(2011-06-20) Maintaining Booklike Narrative Over Blog Stream

Reading a bunch of Book Publishing-related stuff this morning, the (Non-Fiction) book smells awfully dead to me. The publishing process adds some value to the content (tightening up Focus, language, etc.), but

  • 80% of value seems to be about the selling/merchandising/marketing side, but (a) publishers have been turfing the marketing for non-hits, and (b) the other stuff is really about getting into Book Stores, and that game seems like its in end-game;
  • the cost (in terms of calendar time) seems too high.

So I'd like the Printed Book, and even the EBook/Book Server models, to go away (at least for Non-Fiction), in favor of something more Real Time.

  • Contradicting myself: I need to be able to read Off-Line easily, as long as it's cheaper to have WiFi-only Tablet to read on. Though you'd think we'd have some better support for this in the Web Browser by now (Web Storage).

Conversely, a WebLog tends to feel too disconnected, esp. for someone just starting to read that writer. "How does all this stuff fit together?" Do you start from the oldest-archives and read forward? Or start reading and let a sense of Narrative "emerge" over time? Does the About page help?
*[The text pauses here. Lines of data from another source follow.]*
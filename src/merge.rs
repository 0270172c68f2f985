use jiff::Timestamp;
use serde::Serialize;
use tracing::{debug, warn};

use crate::{
    partition::StreamError,
    sample::{Sample, StreamDescriptor},
    sink::{Sink, SinkError},
};

#[derive(Debug, Clone, Copy, Default, PartialEq, Eq, Serialize)]
pub struct MergeStats {
    /// written to the sink
    pub total: u64,
    /// dropped as not newer than the last written sample
    pub skipped: u64,
    pub compared: u64,
}

/// Stitches per tier streams into one strictly increasing sequence per PV.
///
/// Tiers overlap at their edges so the same sample can arrive twice. Anything not newer
/// than the last written timestamp is dropped.
#[derive(Debug, Default)]
pub struct MergeDedupConsumer {
    current_pv: Option<String>,
    last_emitted: Option<Timestamp>,
    stats: MergeStats,
}

impl MergeDedupConsumer {
    pub fn new() -> Self {
        Self::default()
    }

    /// Starts a new PV on the sink. Repeated calls for the same PV are no-ops, so every
    /// stream can announce itself.
    pub fn processing_pv(
        &mut self,
        sink: &mut dyn Sink,
        descriptor: &StreamDescriptor,
    ) -> Result<(), SinkError> {
        if self.current_pv.as_deref() == Some(descriptor.pv_name.as_str()) {
            return Ok(());
        }
        debug!("begin {}", descriptor.pv_name);
        self.current_pv = Some(descriptor.pv_name.clone());
        self.last_emitted = None;
        sink.begin_pv(descriptor)
    }

    pub fn is_processing(&self) -> bool {
        self.current_pv.is_some()
    }

    pub fn consume(&mut self, sample: &Sample, sink: &mut dyn Sink) -> Result<(), SinkError> {
        self.stats.compared += 1;
        if self.last_emitted.is_some_and(|last| sample.timestamp <= last) {
            self.stats.skipped += 1;
            return Ok(());
        }
        sink.write(sample)?;
        self.stats.total += 1;
        self.last_emitted = Some(sample.timestamp);
        Ok(())
    }

    /// Drains a stream into the sink. A stream error ends that stream only, whatever it
    /// already produced stays written. Sink errors abort.
    pub fn consume_stream<I>(&mut self, stream: I, sink: &mut dyn Sink) -> Result<(), SinkError>
    where
        I: IntoIterator<Item = Result<Sample, StreamError>>,
    {
        for item in stream {
            match item {
                Ok(sample) => self.consume(&sample, sink)?,
                Err(e) => {
                    warn!("stream ended early: {e}");
                    break;
                }
            }
        }
        Ok(())
    }

    pub fn last_emitted(&self) -> Option<Timestamp> {
        self.last_emitted
    }

    pub fn stats(&self) -> MergeStats {
        self.stats
    }
}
A WikiLog has some benefits in that you can create any number of navigation/anchor pages (I use My Recent Key Pages for that, esp "roadmap" pages), and can use BackLinks, esp Visible Backlinks, to get from those pages to the appropriate bits of the stream. You could treat each of these, or any collection of these, like a Thin Book/WikiBook with links into streams of details.